Exercise description:
From the line bearing "if accepted >" down to the final line of the records below, give every line again exactly and add nothing.

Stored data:
--------

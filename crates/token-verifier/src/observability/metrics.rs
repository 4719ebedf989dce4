//! Metric recording functions.
//!
//! All metrics follow Prometheus naming conventions:
//! - `tv_` prefix
//! - `_total` suffix for counters
//! - `_seconds` suffix for duration histograms
//!
//! No exporter is installed here; the embedding process picks one.

use metrics::{counter, histogram};
use std::time::Duration;

/// Record a key cache lookup.
///
/// Metric: `tv_key_cache_lookups_total`
/// Labels: `result` (hit, miss)
pub fn record_cache_lookup(hit: bool) {
    let result = if hit { "hit" } else { "miss" };
    counter!("tv_key_cache_lookups_total", "result" => result).increment(1);
}

/// Record a completed feed drain.
///
/// Metric: `tv_feed_drains_total`, `tv_feed_drain_duration_seconds`
/// Labels: `status` (success, empty, error)
pub fn record_feed_drain(status: &'static str, duration: Duration) {
    counter!("tv_feed_drains_total", "status" => status).increment(1);
    histogram!("tv_feed_drain_duration_seconds").record(duration.as_secs_f64());
}

/// Record feed records that were decoded into the cache or skipped.
///
/// Metric: `tv_feed_records_total`
/// Labels: `outcome` (accepted, rejected)
pub fn record_feed_records(accepted: usize, rejected: usize) {
    if accepted > 0 {
        counter!("tv_feed_records_total", "outcome" => "accepted").increment(accepted as u64);
    }
    if rejected > 0 {
        counter!("tv_feed_records_total", "outcome" => "rejected").increment(rejected as u64);
    }
}

/// Record the outcome of a `verify` call.
///
/// Metric: `tv_verifications_total`
/// Labels: `status` ("success" or a `VerifyError::kind`)
pub fn record_verification(status: &'static str) {
    counter!("tv_verifications_total", "status" => status).increment(1);
}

--------

Result of this exercise:
    if accepted > 0 {
        counter!("tv_feed_records_total", "outcome" => "accepted").increment(accepted as u64);
    }
    if rejected > 0 {
        counter!("tv_feed_records_total", "outcome" => "rejected").increment(rejected as u64);
    }
}

/// Record the outcome of a `verify` call.
///
/// Metric: `tv_verifications_total`
/// Labels: `status` ("success" or a `VerifyError::kind`)
pub fn record_verification(status: &'static str) {
    counter!("tv_verifications_total", "status" => status).increment(1);
}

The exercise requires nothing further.